Healthy workplaces. Good for you, good for business
22 July 2008
The majority of accidents and diseases world-wide are preventable. Every year 5,720 people die in the European Union as a consequence of work-related accidents. Besides that, the International Labour Organisation estimates that an additional 159,500 workers in the EU die every year from occupational diseases. British businesses are losing £250 a second in costs and payouts for needless accidents in the workplace.

Healthy workplaces. Good for you, good for business
The first step in preventing accidents and the consequential costs is risk assessment. Under EU law, all employers in the EU are required to carry out risk assessments. Risk assessment helps employers understand the action they need to take to improve workplace health and safety. “Healthy workplaces. Good for you, Good for business”, the Europe-wide campaign on risk assessment, launched by the European Agency for Safety and Health at Work (EU-OSHA), focuses, especially on high risk sectors such as construction, healthcare and agriculture, and on the needs of small and medium sized enterprises. The campaign will run between 2008 and 2009.
All occupational accident and disease are preventable. Every year millions of people within the EU are involved in accidents that force them to stay at home for at least 3 working days. This is unacceptable for both the individual concerned and the economy. In the UK alone businesses are losing £7.8 billion in costs and payouts for needless accidents in the workplace every year. Risk assessment is the key to reducing these figures. Implementation must follow. Businesses need clear and simple guidelines so that measures such as risk assessment and training for health and safety are seen as an asset, not a burden. That is why we warmly welcome this information campaign.
The Healthy Workplaces campaign highlights the necessity for risk assessment in line with the Community Strategy for Health and Safety at Work (2007–2012), which aims to cut work-related accidents over this period by a quarter across the EU.
According to EU-OSHA Director Jukka Takala: “With the Healthy Workplaces campaign we want to encourage enterprises to carry out risk assessment properly, involving everyone in the workplace.
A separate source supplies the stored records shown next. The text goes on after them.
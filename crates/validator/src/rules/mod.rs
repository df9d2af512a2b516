//! Built-in rules
//!
//! # Categories
//!
//! - **Text content**: [`Required`], [`Numeric`], [`Decimal`], [`MinValue`],
//!   [`MaxValue`], [`Email`], [`Phone`]
//! - **Text length**: [`MinLength`], [`MaxLength`]
//! - **Dates**: [`DayOfMonth`], [`MonthOfYear`], [`Year`]
//! - **Cross-field**: [`PasswordMatches`]
//! - **Generic values**: [`NotNull`], [`ListNotEmpty`], [`InList`],
//!   [`IsChecked`], [`IsNotChecked`]
//!
//! # Blank input
//!
//! Shape and bounds rules pass on blank text. Only [`Required`] and
//! [`PasswordMatches`] look at blank values, so a mandatory email field is
//! `[Required, Email]`, not just `[Email]`.
//!
//! # Examples
//!
//! ```rust,ignore
//! use form_validator::prelude::*;
//!
//! let email = StringValidator::new(String::new(), vec![
//!     Box::new(Required),
//!     Box::new(Email),
//! ]);
//!
//! let age = StringValidator::new(String::new(), vec![
//!     Box::new(Numeric),
//!     Box::new(MinValue::new(18.0)),
//!     Box::new(MaxValue::new(130.0)),
//! ]);
//! ```

pub mod cross_field;
pub mod date;
pub mod generic;
pub mod length;
pub mod text;

pub use cross_field::PasswordMatches;
pub use date::{DayOfMonth, MonthOfYear, Year};
pub use generic::{InList, IsChecked, IsNotChecked, ListNotEmpty, NotNull};
pub use length::{MaxLength, MinLength};
pub use text::{Decimal, Email, MaxValue, MinValue, Numeric, Phone, Required};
We want to promote good practice that can be adapted to other workplaces.” Takala also highlighted the key messages of the campaign: “First, risk assessment is not necessarily complicated, bureaucratic or a task only for experts. This is a mistaken belief that is particularly common among SMEs. But there are plenty of tools available that help in the process, and EU-OSHA promotes a simple five-step approach. Secondly, proper risk assessment also brings a number of business benefits, because making workplaces safer and healthier helps to reduce absenteeism and insurance costs, and increases worker motivation and productivity.”